Today, companies in Dubai have the chance for their products and brands to face rejections from potential consumers, and that’s exactly the opportunity they want.
What’s exactly happening here?
What we’re talking about is a controlled simulation behind closed doors, one that puts brands and products through the wringer to produce the ultimate version of the product and consumer experience.
This has just become possible in Dubai.
Loft 36 launches in Dubai
Last week, Geometry, one of the world’s most iconic activation agencies, opened the doors on a new creative hub dubbed “Loft 36” in the flourishing Emirate.
This new dynamic office space is powered by data-driven research and shopper journey mapping, alongside a Geometry-built collaborative and interactive operating system for planning and ideation. The office also includes a purpose-built retail space for testing and fine-tuning of the agency’s creations.
In essence, this space allows the agency and its clients to collaborate on identifying and enhancing the pivotal moments that influence customer behavior. This culminated in the creation of two creative spaces: The Experience Room and The Geomart.
Nick Walsh, Managing Director of Geometry MENA, shared with AMEinfo some insights into the mindset behind bringing Loft 36 to Dubai.
Omnichannel is the future
Prompted by continued growth in the MENA market, Walsh feels that it was only natural for Geometry to open its own creative space in the Emirate. With the Dubai shopping experience becoming more omnichannel, it made sense.
“People now are going into physical retail and looking for ‘the experience’ – and the experience is still very strong here,” he said. “Then, they’re going online to buy, or vice versa, looking online and then going in store to buy.”
According to KPMG’s 2017 ‘The truth about online consumers’ report, the average ticket size for online shoppers in the UAE is among the highest globally, at $332. This reveals a tendency for customers to spend in-store AND online, which highlights the growing omnichannel trend.
Walsh continued: “[People] are looking for a more enhanced experience in both places.”
A 3-stage, 3-week process
Clients seeking to collaborate with Loft 36 will engage in a multi-layered process.
“The way in which we bring clients into the experience is through a 3-stage 3-week process which starts with the brief: we have a huge amount of backend data we can tap into,” Walsh noted. “We’re then able to plot journeys through our systems, and those journeys then help us optimize where the spend goes to clients and where we focus the spend.”
He continued: “Then, we have an ideation process. We can do this so we that can have the team in Saudi working with the team in Dubai or the team in the UK working with the team in Dubai, so it’s all a very fluid system.”

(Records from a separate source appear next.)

//! Picross (nonogram) solving engine.
//!
//! A puzzle is a grid whose rows and columns each carry a specification of
//! contiguous colored run lengths. The engine compiles every line spec into
//! a small finite automaton ([`LineAutomaton`]), tracks which automaton
//! states remain possible per cell as colors are committed
//! ([`LineTracker`]), crosses row and column evidence into per-cell
//! verdicts and forced moves ([`GridTracker`]), and analyses hypothetical
//! assignments for two-step contradictions ([`CorneringSolver`]).
//!
//! Colors are small integers: 0 is blank, anything above is a fill color
//! (1 in the classic two-color game). An unset cell is `None`, distinct
//! from a committed blank `Some(0)`.

mod automaton;
mod generator;
mod solver;
mod spec;
mod tracker;

pub use automaton::LineAutomaton;
pub use generator::{Generator, GeneratorConfig};
pub use solver::{CellReport, CellStatus, CorneringSolver, GridTracker, Implication};
pub use spec::{Block, LineSpec, PuzzleSpec};
pub use tracker::LineTracker;

use serde::{Deserialize, Serialize};

/// Construction-time validation failure. Run-time contradictions are not
/// errors; they surface as [`CellStatus::Error`].
#[derive(Debug, Clone, PartialEq, Eq, thiserror::Error)]
pub enum SpecError {
    #[error("could not parse {text:?} into a specification block")]
    BadBlock { text: String },

    #[error("specification {spec:?} does not fit (minimum size {min_size} exceeds {size})")]
    DoesNotFit {
        spec: String,
        min_size: usize,
        size: usize,
    },

    #[error("specification {spec:?} too long for a line of {size} cells (no state can occupy cell {cell})")]
    WindowEmpty {
        spec: String,
        cell: usize,
        size: usize,
    },

    #[error("expected `<title?>;<row specs>;<col specs>`, got {text:?}")]
    Malformed { text: String },

    #[error("grid of {height}x{width} cells is not a valid puzzle shape")]
    BadDump { height: usize, width: usize },
}

/// A validated specification plus the grid of committed cell colors.
#[derive(Debug, Clone, PartialEq, Serialize, Deserialize)]
pub struct Puzzle {
    spec: PuzzleSpec,
    grid: Vec<Vec<Option<u8>>>,
}

impl Puzzle {
    /// Wrap a spec with an all-unset grid, validating that every line's
    /// automaton can be built.
    pub fn new(spec: PuzzleSpec) -> Result<Self, SpecError> {
        for line in spec.row_specs().iter().chain(spec.col_specs()) {
            LineAutomaton::build(line)?;
        }
        let grid = vec![vec![None; spec.width()]; spec.height()];
        Ok(Puzzle { spec, grid })
    }

    /// Parse a puzzle spec text and wrap it.
    pub fn from_string(text: &str) -> Result<Self, SpecError> {
        Puzzle::new(PuzzleSpec::parse(text)?)
    }

    pub fn spec(&self) -> &PuzzleSpec {
        &self.spec
    }

    pub fn height(&self) -> usize {
        self.spec.height()
    }

    pub fn width(&self) -> usize {
        self.spec.width()
    }

    pub fn color(&self, i: usize, j: usize) -> Option<u8> {
        self.grid[i][j]
    }

    pub(crate) fn set_color(&mut self, i: usize, j: usize, color: Option<u8>) {
        self.grid[i][j] = color;
    }

    /// Clear every committed color.
    pub(crate) fn clear(&mut self) {
        for row in &mut self.grid {
            row.fill(None);
        }
    }

    /// Committed colors of row `i`, left to right.
    pub fn row_colors(&self, i: usize) -> Vec<Option<u8>> {
        self.grid[i].clone()
    }

    /// Committed colors of column `j`, top to bottom.
    pub fn col_colors(&self, j: usize) -> Vec<Option<u8>> {
        self.grid.iter().map(|row| row[j]).collect()
    }

    /// Snapshot the grid as a dump, mapping unset cells to blank.
    pub fn dump(&self) -> GridDump {
        GridDump {
            height: self.height(),
            width: self.width(),
            rows: self
                .grid
                .iter()
                .map(|row| row.iter().map(|c| c.unwrap_or(0)).collect())
                .collect(),
        }
    }
}

/// Plain grid-of-colors interchange format (0 = blank), the JSON shape the
/// companion editor copies to and pastes from the clipboard.
#[derive(Debug, Clone, PartialEq, Eq, Serialize, Deserialize)]
pub struct GridDump {
    pub height: usize,
    pub width: usize,
    pub rows: Vec<Vec<u8>>,
}

impl GridDump {
    /// Derive the specification of the drawn grid.
    pub fn to_spec(&self, title: Option<String>) -> Result<PuzzleSpec, SpecError> {
        if self.rows.len() != self.height || self.rows.iter().any(|r| r.len() != self.width) {
            return Err(SpecError::BadDump {
                height: self.height,
                width: self.width,
            });
        }
        PuzzleSpec::from_grid(title, &self.rows)
    }
}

“We are then able to then take those ideas and test them in real-time in our store environment,” he said. “We have the Geomart, which is our real-time Bakala, where we’re able to then show the creative work – we’re able to take clients on journeys. We can test it there and then, and see the reactions to it.”
Modelled on a small grocery store, The Geomart is real life in a lab, where sensors record anonymously the attention, actions and choices of a purchaser’s behavior.
Serving the MENA market
Walsh explained that a majority of his company’s clients are FMCG brands (fast-moving consumer goods).

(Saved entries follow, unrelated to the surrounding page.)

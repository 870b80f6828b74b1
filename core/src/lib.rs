pub mod challenge;
pub mod controller;
pub mod symbol;

pub use challenge::{
    CHALLENGE_DURATION, Challenge, ChallengeState, Cue, FailReason, KeySource, SEQUENCE_LEN,
    TICK_INTERVAL,
};
pub use controller::Controller;
pub use symbol::{Key, Symbol};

“We are doing a lot of work in Saudi with local FMCG brands. We take that thinking into lots of different channels… a lot of principles of purchase through to other categories.”
He explained that all their work is based on sales, especially given that one of the greatest pressures on brands right now is sales itself.

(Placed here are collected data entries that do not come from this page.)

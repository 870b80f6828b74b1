use crate::{Key, Symbol};
use rand::{
    Rng,
    distributions::{Distribution, Standard},
};
use std::time::{Duration, Instant};

/// Number of symbols the player has to type.
pub const SEQUENCE_LEN: usize = 15;

/// Time budget of a single challenge.
pub const CHALLENGE_DURATION: Duration = Duration::from_secs(5);

/// Interval between two timer ticks.
pub const TICK_INTERVAL: Duration = Duration::from_secs(1);

/// A one-shot sound trigger emitted while a challenge advances.
#[derive(Debug, Clone, Copy, PartialEq, Eq, Hash)]
pub enum Cue {
    /// Once per elapsed second while active.
    Tick,
    /// Any key pressed while active.
    Key,
    /// The whole sequence was typed in time.
    Success,
    /// The challenge was lost.
    Fail,
}

/// Why a challenge ended in [`ChallengeState::Failed`].
#[derive(Debug, Clone, Copy, PartialEq, Eq)]
pub enum FailReason {
    /// The countdown ran out.
    Timeout,
    /// The pressed key did not match the expected symbol.
    WrongKey { expected: Symbol, pressed: Key },
    /// More than one key was reported within the same frame.
    Chord,
}

#[derive(Debug, Clone, Copy, PartialEq, Eq, Default)]
pub enum ChallengeState {
    #[default]
    Active,
    Succeeded,
    Failed(FailReason),
}

impl ChallengeState {
    /// Succeeded and failed challenges no longer react to the timer or keys.
    pub fn is_terminal(&self) -> bool {
        !matches!(self, ChallengeState::Active)
    }
}

/// Source of the keys pressed during the current frame.
///
/// Each call yields the next reported key; a second successful call within the
/// same frame means two keys were pressed at once.
pub trait KeySource {
    fn poll_key(&mut self) -> Option<Key>;
}

impl KeySource for std::collections::VecDeque<Key> {
    fn poll_key(&mut self) -> Option<Key> {
        self.pop_front()
    }
}

/// A single chop challenge: a random sequence to type before the countdown expires.
#[derive(Debug, Clone)]
pub struct Challenge {
    sequence: [Symbol; SEQUENCE_LEN],
    progress: usize,
    state: ChallengeState,
    started_at: Instant,
    duration: Duration,
    /// Deadline of the next tick, i.e. one interval past the last emitted one.
    ///
    /// Starts at `started_at` so that the first tick fires right away.
    next_tick_at: Instant,
}

impl Challenge {
    /// Generate a fresh, active challenge starting at `now`.
    pub fn generate<R: Rng + ?Sized>(rng: &mut R, now: Instant) -> Self {
        let sequence = std::array::from_fn(|_| Standard.sample(rng));
        let challenge = Self::with_sequence(sequence, now);
        tracing::debug!(sequence = %challenge.sequence_string(), "generated challenge");
        challenge
    }

    /// Build an active challenge around a known sequence.
    pub fn with_sequence(sequence: [Symbol; SEQUENCE_LEN], now: Instant) -> Self {
        Self {
            sequence,
            progress: 0,
            state: ChallengeState::Active,
            started_at: now,
            duration: CHALLENGE_DURATION,
            next_tick_at: now,
        }
    }

    pub fn sequence(&self) -> &[Symbol; SEQUENCE_LEN] {
        &self.sequence
    }

    pub fn progress(&self) -> usize {
        self.progress
    }

    pub fn state(&self) -> ChallengeState {
        self.state
    }

    pub fn started_at(&self) -> Instant {
        self.started_at
    }

    pub fn duration(&self) -> Duration {
        self.duration
    }

    /// The symbol the player has to press next, if the sequence is not done yet.
    pub fn expected(&self) -> Option<Symbol> {
        self.sequence.get(self.progress).copied()
    }

    /// Time spent since the challenge started.
    pub fn elapsed(&self, now: Instant) -> Duration {
        now.saturating_duration_since(self.started_at)
    }

    /// Fraction of the time budget still left at `now`, in `[0, 1]`.
    pub fn remaining_ratio(&self, now: Instant) -> f64 {
        let ratio = 1.0 - self.elapsed(now).as_secs_f64() / self.duration.as_secs_f64();
        ratio.clamp(0.0, 1.0)
    }

    /// Advance an active challenge by one frame, returning the cues to play.
    ///
    /// Terminal challenges are left untouched.
    pub fn update(&mut self, now: Instant, keys: &mut impl KeySource) -> Vec<Cue> {
        let mut cues = Vec::new();
        if self.state.is_terminal() {
            return cues;
        }

        if self.elapsed(now) >= self.duration {
            self.fail(FailReason::Timeout, &mut cues);
            return cues;
        }

        if now >= self.next_tick_at {
            tracing::trace!(elapsed = ?self.elapsed(now), "tick");
            cues.push(Cue::Tick);
            self.next_tick_at += TICK_INTERVAL;
        }

        let Some(pressed) = keys.poll_key() else {
            return cues;
        };
        cues.push(Cue::Key);

        // progress < SEQUENCE_LEN while active
        let expected = self.sequence[self.progress];
        let chord = keys.poll_key().is_some();

        if chord {
            self.fail(FailReason::Chord, &mut cues);
        } else if pressed != Key::Symbol(expected) {
            self.fail(FailReason::WrongKey { expected, pressed }, &mut cues);
        } else {
            self.progress += 1;
            if self.progress == SEQUENCE_LEN {
                tracing::debug!(elapsed = ?self.elapsed(now), "challenge succeeded");
                cues.push(Cue::Success);
                self.state = ChallengeState::Succeeded;
            }
        }

        cues
    }

    fn fail(&mut self, reason: FailReason, cues: &mut Vec<Cue>) {
        tracing::debug!(?reason, progress = self.progress, "challenge failed");
        cues.push(Cue::Fail);
        self.state = ChallengeState::Failed(reason);
    }

    fn sequence_string(&self) -> String {
        self.sequence.iter().map(|s| s.as_char()).collect()
    }
}

#[cfg(test)]
mod tests {
    use super::*;
    use std::collections::VecDeque;

    fn sequence() -> [Symbol; SEQUENCE_LEN] {
        std::array::from_fn(|i| Symbol::ALL[i % Symbol::ALL.len()])
    }

    #[test]
    fn test_first_update_ticks_immediately() {
        let t0 = Instant::now();
        let mut challenge = Challenge::with_sequence(sequence(), t0);
        let cues = challenge.update(t0, &mut VecDeque::new());
        assert_eq!(cues, vec![Cue::Tick]);
    }

    #[test]
    fn test_expected_follows_progress() {
        let t0 = Instant::now();
        let mut challenge = Challenge::with_sequence(sequence(), t0);
        assert_eq!(challenge.expected(), Some(Symbol::Q));

        let mut keys = VecDeque::from([Key::Symbol(Symbol::Q)]);
        challenge.update(t0, &mut keys);
        assert_eq!(challenge.expected(), Some(Symbol::W));
    }

    #[test]
    fn test_remaining_ratio_is_clamped() {
        let t0 = Instant::now();
        let challenge = Challenge::with_sequence(sequence(), t0);
        assert_eq!(challenge.remaining_ratio(t0), 1.0);
        let half = challenge.remaining_ratio(t0 + Duration::from_millis(2500));
        assert!((half - 0.5).abs() < 1e-9);
        assert_eq!(challenge.remaining_ratio(t0 + Duration::from_secs(9)), 0.0);
    }

    #[test]
    fn test_wrong_key_records_reason() {
        let t0 = Instant::now();
        let mut challenge = Challenge::with_sequence(sequence(), t0);
        let mut keys = VecDeque::from([Key::Other]);
        challenge.update(t0, &mut keys);
        assert_eq!(
            challenge.state(),
            ChallengeState::Failed(FailReason::WrongKey {
                expected: Symbol::Q,
                pressed: Key::Other,
            })
        );
    }
}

With that in mind, Geometry is focusing on the most basic of shopping experiences: the Bakala (mini grocery store in Arabic) trip.
This is where the aforementioned Geomart, one of Loft 36’s creative spaces, factors in.
So what technology is involved here?
Building hybrid creative spaces takes a lot of effort, time and skill.
The first of Loft 36’s two spaces, The Experience Room, is where initial research into the profiling of regional consumption trends and consumer intent takes place.
As a virtual interactive bubble, the Experience Room facilitates seamless agency and client collaborations. Fitted with an operating system developed in-house by Geometry, multiple teams globally connect to conceptualize the entire journey from touch-point to delivery, in real time.
“The Experience Room is technology that we have built from scratch, ,” Walsh said. The 3-stage 3-week hybrid process the company takes clients through is “a combination of programs we built from scratch, programs which we have repurposed, and others which we have licensed.”
He continued: “As for the Geomart, this is where the tech gets very interesting. Not only are we implementing our own technology, we’re also using it as a testbed for startups – retail technology startups,” Walsh commented. “At the moment, we are running pilots with a company called Solouq, to perform eye-tracking across different areas, and another one called Bakala, which put in place the EPOS systems.”
These are only 2 startups of many others working on what Walsh described is an “evolving testbed.”
Geometry’s ‘Loft 36’ can be found on the 36th floor of Al Sarq Business Tower, on Sheikh Zayed Road.